Category Archives: Sun Foundry

Beaumaris Castle Drinking Fountain

Location: Beamaris, Isle of Anglesey, Wales

The drinking fountain is located between Beaumaris Castle and the Happy Valley Pavilion. It was erected on 23rd June 1893 in the public pleasure grounds adjoining Beaumaris Castle by Alderman Thomas Hughes who later became Mayor.

This octagonal shaped drinking fountain seated on an octagonal plinth is design #14 manufactured by George Smith & Co., Sun Foundry, Glasgow. The ogee shaped base and acroter support a single pillar with attic base and inset arched panels. Entablature with bolt consoles sit beneath an ogee cupola with alternate panels of fleur de lys motif. The structure is surmounted with an acorn shaped finial.

Originally, two demilune basins with a chain for a suspended cup offered water to humans, and at ground level was a basin for dogs.

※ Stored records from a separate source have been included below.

//! Pool configuration and worker binary discovery.

use std::fmt;
use std::path::PathBuf;
use std::str::FromStr;
use std::time::Duration;

use crate::error::{Error, Result};
use crate::ipc::DEFAULT_MAX_FRAME_LEN;

/// Environment variable pointing at the worker binary.
pub const WORKER_PATH_ENV: &str = "SIMPOOL_WORKER_PATH";
/// Environment variable overriding the slot count.
pub const WORKERS_ENV: &str = "SIMPOOL_WORKERS";
/// Environment variable overriding the heartbeat interval, in milliseconds.
pub const HEARTBEAT_ENV: &str = "SIMPOOL_HEARTBEAT_MS";

/// Default interval between progress heartbeats.
pub const DEFAULT_HEARTBEAT_INTERVAL: Duration = Duration::from_secs(1);

const WORKER_BINARY: &str = if cfg!(windows) {
    "simpool-worker.exe"
} else {
    "simpool-worker"
};

/// Codec a worker speaks on its channel.
#[derive(Debug, Clone, Copy, PartialEq, Eq, Default)]
pub enum WireProtocol {
    /// Versioned rkyv messages, for Rust peers.
    #[default]
    Object,
    /// Primitive-typed frames, for non-Rust peers.
    Native,
}

impl fmt::Display for WireProtocol {
    fn fmt(&self, f: &mut fmt::Formatter<'_>) -> fmt::Result {
        match self {
            WireProtocol::Object => f.write_str("object"),
            WireProtocol::Native => f.write_str("native"),
        }
    }
}

impl FromStr for WireProtocol {
    type Err = Error;

    fn from_str(s: &str) -> Result<Self> {
        match s {
            "object" => Ok(WireProtocol::Object),
            "native" => Ok(WireProtocol::Native),
            other => Err(Error::Config(format!(
                "unknown protocol {:?}, expected object or native",
                other
            ))),
        }
    }
}

/// Settings for an [`Orchestrator`](crate::orchestrator::Orchestrator) run.
#[derive(Debug, Clone)]
pub struct PoolConfig {
    /// Number of worker slots.
    pub workers: usize,
    /// Cadence of worker progress reports.
    pub heartbeat_interval: Duration,
    /// Explicit worker binary; discovered when `None`.
    pub worker_path: Option<PathBuf>,
    /// Largest frame either side accepts.
    pub max_frame_len: usize,
    /// Start workers with debug logging.
    pub verbose_workers: bool,
}

impl Default for PoolConfig {
    fn default() -> Self {
        Self {
            workers: default_workers(),
            heartbeat_interval: DEFAULT_HEARTBEAT_INTERVAL,
            worker_path: None,
            max_frame_len: DEFAULT_MAX_FRAME_LEN,
            verbose_workers: false,
        }
    }
}

impl PoolConfig {
    /// Defaults with environment overrides applied.
    pub fn from_env() -> Result<Self> {
        let mut config = Self::default();
        if let Ok(workers) = std::env::var(WORKERS_ENV) {
            config.workers = parse_env(WORKERS_ENV, &workers)?;
        }
        if let Ok(ms) = std::env::var(HEARTBEAT_ENV) {
            config.heartbeat_interval = Duration::from_millis(parse_env(HEARTBEAT_ENV, &ms)?);
        }
        if let Ok(path) = std::env::var(WORKER_PATH_ENV) {
            config.worker_path = Some(PathBuf::from(path));
        }
        config.validate()?;
        Ok(config)
    }

    pub fn with_workers(mut self, workers: usize) -> Self {
        self.workers = workers;
        self
    }

    pub fn with_heartbeat_interval(mut self, interval: Duration) -> Self {
        self.heartbeat_interval = interval;
        self
    }

    pub fn with_worker_path(mut self, path: impl Into<PathBuf>) -> Self {
        self.worker_path = Some(path.into());
        self
    }

    pub fn with_max_frame_len(mut self, limit: usize) -> Self {
        self.max_frame_len = limit;
        self
    }

    pub fn with_verbose_workers(mut self, verbose: bool) -> Self {
        self.verbose_workers = verbose;
        self
    }

    /// Reject settings no pool can run with.
    pub fn validate(&self) -> Result<()> {
        if self.workers == 0 {
            return Err(Error::Config("workers must be at least 1".to_string()));
        }
        if self.heartbeat_interval.is_zero() {
            return Err(Error::Config("heartbeat interval must be positive".to_string()));
        }
        if self.max_frame_len == 0 {
            return Err(Error::Config("max frame length must be positive".to_string()));
        }
        Ok(())
    }

    /// Worker binary to launch: the configured path, else discovery.
    pub fn resolve_worker_binary(&self) -> Result<PathBuf> {
        match &self.worker_path {
            Some(path) if path.exists() => Ok(path.clone()),
            Some(path) => Err(Error::Launch(format!(
                "worker binary {} does not exist",
                path.display()
            ))),
            None => find_worker_binary(),
        }
    }
}

fn default_workers() -> usize {
    std::thread::available_parallelism()
        .map(|n| n.get())
        .unwrap_or(1)
}

fn parse_env<T: FromStr>(name: &str, value: &str) -> Result<T>
where
    T::Err: fmt::Display,
{
    value
        .trim()
        .parse()
        .map_err(|e: T::Err| Error::Config(format!("{}={:?}: {}", name, value, e)))
}

/// Find the simpool-worker binary.
///
/// Looks in the following order:
/// 1. `SIMPOOL_WORKER_PATH` environment variable
/// 2. Same directory as the current executable
/// 3. System PATH
/// 4. `target/debug` or `target/release` of this workspace
pub fn find_worker_binary() -> Result<PathBuf> {
    if let Ok(path) = std::env::var(WORKER_PATH_ENV) {
        let path = PathBuf::from(path);
        if path.exists() {
            return Ok(path);
        }
    }

    if let Some(exe_dir) = std::env::current_exe()
        .ok()
        .and_then(|exe| exe.parent().map(PathBuf::from))
    {
        let path = exe_dir.join(WORKER_BINARY);
        if path.exists() {
            return Ok(path);
        }
        // Test binaries live one level down, in target/<profile>/deps.
        if let Some(profile_dir) = exe_dir.parent() {
            let path = profile_dir.join(WORKER_BINARY);
            if path.exists() {
                return Ok(path);
            }
        }
    }

    if let Ok(path) = which::which(WORKER_BINARY) {
        return Ok(path);
    }

    let workspace = PathBuf::from(env!("CARGO_MANIFEST_DIR")).join("..").join("..");
    for profile in ["debug", "release"] {
        let path = workspace.join("target").join(profile).join(WORKER_BINARY);
        if path.exists() {
            return Ok(path.canonicalize().unwrap_or(path));
        }
    }

    Err(Error::Launch(format!(
        "could not find {}. Set {} or ensure it's in PATH.",
        WORKER_BINARY, WORKER_PATH_ENV
    )))
}
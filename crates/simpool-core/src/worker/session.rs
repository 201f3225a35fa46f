//! Session commands: run catalog simulations in-worker, then read results.

use std::path::Path;
use std::sync::Arc;

use anyhow::{Context, anyhow, bail};
use rayon::prelude::*;
use tracing::{debug, info};

use crate::error::{Error, Result};
use crate::ipc::{JobSpec, ReadCommand, RunCommand, Table};
use crate::runnable::{CancelSignal, Registry, redirect_storage};
use crate::storage::{DataStore, MemoryStore};

use super::run_guarded;

/// Load a JSON array of job specs.
pub fn load_catalog(path: &Path) -> Result<Vec<JobSpec>> {
    let text = std::fs::read_to_string(path)?;
    serde_json::from_str(&text)
        .map_err(|e| Error::Config(format!("invalid catalog {}: {}", path.display(), e)))
}

/// Threads for one session run: the requested count, bounded by the
/// number of simulations and the host's parallelism.
fn session_threads(requested: i32, simulations: usize) -> usize {
    let host = std::thread::available_parallelism().map(|n| n.get()).unwrap_or(1);
    usize::try_from(requested)
        .unwrap_or(1)
        .clamp(1, simulations.max(1).min(host))
}

/// Simulations a worker can run on request, plus the store they write to.
pub struct Session {
    registry: Arc<Registry>,
    catalog: Vec<JobSpec>,
    store: Arc<MemoryStore>,
}

impl Session {
    pub fn new(registry: Arc<Registry>, catalog: Vec<JobSpec>) -> Self {
        Self {
            registry,
            catalog,
            store: Arc::new(MemoryStore::new()),
        }
    }

    pub fn store(&self) -> &MemoryStore {
        &self.store
    }

    /// Names of the simulations in the catalog, in catalog order.
    pub fn simulation_names(&self) -> Vec<&str> {
        self.catalog.iter().map(|spec| spec.name.as_str()).collect()
    }

    fn select(&self, names: &[String]) -> anyhow::Result<Vec<&JobSpec>> {
        if names.is_empty() {
            return Ok(self.catalog.iter().collect());
        }
        names
            .iter()
            .map(|name| {
                self.catalog
                    .iter()
                    .find(|spec| &spec.name == name)
                    .ok_or_else(|| anyhow!("no simulation named {}", name))
            })
            .collect()
    }

    /// Run the selected simulations, replacing any earlier data they wrote.
    ///
    /// Every simulation runs even when another fails; all failures are
    /// reported together.
    pub fn run(&self, command: &RunCommand, cancel: &CancelSignal) -> anyhow::Result<()> {
        let specs: Vec<JobSpec> = self
            .select(&command.simulation_names)?
            .into_iter()
            .map(|spec| {
                let mut spec = spec.clone();
                spec.overrides.extend(command.overrides.iter().cloned());
                spec
            })
            .collect();

        for spec in &specs {
            self.store.remove_simulation(&spec.name)?;
        }

        let threads = session_threads(command.max_parallelism, specs.len());
        info!(simulations = specs.len(), threads, "session run");
        let pool = rayon::ThreadPoolBuilder::new()
            .num_threads(threads)
            .build()
            .context("building simulation thread pool")?;

        let failures: Vec<String> = pool.install(|| {
            specs
                .par_iter()
                .filter_map(|spec| self.run_one(spec, command, cancel).err())
                .map(|e| format!("{:#}", e))
                .collect()
        });

        if failures.is_empty() {
            Ok(())
        } else {
            bail!("{}", failures.join("\n"))
        }
    }

    fn run_one(&self, spec: &JobSpec, command: &RunCommand, cancel: &CancelSignal) -> anyhow::Result<()> {
        let mut runnable = self.registry.build(spec)?;
        let store: Arc<dyn DataStore> = self.store.clone();
        redirect_storage(runnable.as_mut(), store);

        if command.verbose {
            info!(simulation = %spec.name, "running");
        } else {
            debug!(simulation = %spec.name, "running");
        }
        run_guarded(runnable.as_mut(), cancel).map_err(|message| anyhow!(message))?;
        if command.run_tests {
            runnable
                .run_tests()
                .with_context(|| format!("tests failed for {}", spec.name))?;
        }
        Ok(())
    }

    /// Project a session table onto the requested fields.
    pub fn read(&self, command: &ReadCommand) -> Result<Table> {
        self.store.read_table(&command.table_name, &command.field_names)
    }
}

#[cfg(test)]
mod tests {
    use super::*;
    use crate::ipc::{Override, Value};

    fn session() -> Session {
        Session::new(Arc::new(Registry::with_builtins()), vec![
            JobSpec::new("clock", "Sim1"),
            JobSpec::new("clock", "Sim2").with_override("[Clock].EndDate", "2000-01-05"),
            JobSpec::new("fail", "Broken"),
        ])
    }

    #[test]
    fn test_run_named_then_read() {
        let session = session();
        let command = RunCommand {
            max_parallelism: 2,
            simulation_names: vec!["Sim1".into(), "Sim2".into()],
            ..Default::default()
        };
        session.run(&command, &CancelSignal::new()).unwrap();

        let table = session
            .read(&ReadCommand {
                table_name: "Report".into(),
                field_names: vec!["Date".into(), "Yield".into()],
            })
            .unwrap();
        assert_eq!(table.column_names(), vec!["Date", "Yield"]);
        assert_eq!(table.rows.len(), 15);

        // Re-running replaces rather than appends.
        session.run(&command, &CancelSignal::new()).unwrap();
        assert_eq!(session.store().row_count("Report"), 15);
    }

    #[test]
    fn test_run_applies_command_overrides() {
        let session = session();
        let command = RunCommand {
            overrides: vec![Override::new("[Clock].StartDate", "2000-01-09")],
            simulation_names: vec!["Sim1".into()],
            run_tests: true,
            ..Default::default()
        };
        session.run(&command, &CancelSignal::new()).unwrap();
        let table = session
            .read(&ReadCommand {
                table_name: "Report".into(),
                field_names: vec!["Date".into()],
            })
            .unwrap();
        assert_eq!(table.rows, vec![vec![Value::Date(20000109)], vec![Value::Date(20000110)]]);
    }

    #[test]
    fn test_failures_reported_together() {
        let session = session();
        let err = session.run(&RunCommand::default(), &CancelSignal::new()).unwrap_err();
        assert!(err.to_string().contains("Broken failed"));
        // The healthy simulations still ran.
        assert_eq!(session.store().row_count("Report"), 15);
    }

    #[test]
    fn test_session_threads_bounded() {
        assert_eq!(session_threads(3000, 1), 1);
        assert_eq!(session_threads(i32::MAX, 0), 1);
        assert_eq!(session_threads(0, 4), 1);
        assert_eq!(session_threads(-5, 4), 1);
        let host = std::thread::available_parallelism().map(|n| n.get()).unwrap_or(1);
        assert!(session_threads(3000, 1000) <= host);
    }

    #[test]
    fn test_huge_parallelism_request_runs() {
        let session = session();
        let command = RunCommand {
            max_parallelism: i32::MAX,
            simulation_names: vec!["Sim2".into()],
            ..Default::default()
        };
        session.run(&command, &CancelSignal::new()).unwrap();
        assert_eq!(session.store().row_count("Report"), 5);
    }

    #[test]
    fn test_unknown_simulation_rejected() {
        let session = session();
        let command = RunCommand {
            simulation_names: vec!["Nope".into()],
            ..Default::default()
        };
        assert!(session.run(&command, &CancelSignal::new()).is_err());
    }

    #[test]
    fn test_load_catalog() {
        let dir = tempfile::tempdir().unwrap();
        let path = dir.path().join("catalog.json");
        std::fs::write(
            &path,
            r#"[{"kind": "clock", "name": "Sim", "overrides": [{"path": "[Crop].GrowthRate", "value": "2"}]}]"#,
        )
        .unwrap();
        let catalog = load_catalog(&path).unwrap();
        assert_eq!(catalog[0].name, "Sim");
        assert!(!catalog[0].id.is_empty());
    }
}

Creative Commons License. Source:

A plaque is inscribed with the legend; Presented / To The / Corporation / Of / Beaumaris / By Alderman / Thos. Hughes / 1893


Used with permission, Wendy Harris. Source:


  • Acroter, flat base
  • Attic base, a column base with two rings
  • Console, a decorative bracket support element
  • Cupola, a small, domed structure on top of a roof.
  • Demilune, half moon or crescent shape
  • Entablature, moldings and bands which lie horizontally above columns
  • Finial, a sculptured ornament fixed to the top of a peak, arch, gable or similar structure
  • Ogee, curve with a concave

Edward Denis De Vitre Memorial Fountain

Location: Lancaster, England

Edward Denis De Vitre was a philanthropist with incredible community spirit. In 1840 he was Chairman of the Lancaster Gas Company. However, he is most famous as a doctor who in 1842 was a consulting physician at Lancaster Asylum and was a great proponent for the cause of the mentally afflicted. He became one of the founders of Royal Albert Asylum for Idiots and Imbeciles of the Northern Counties.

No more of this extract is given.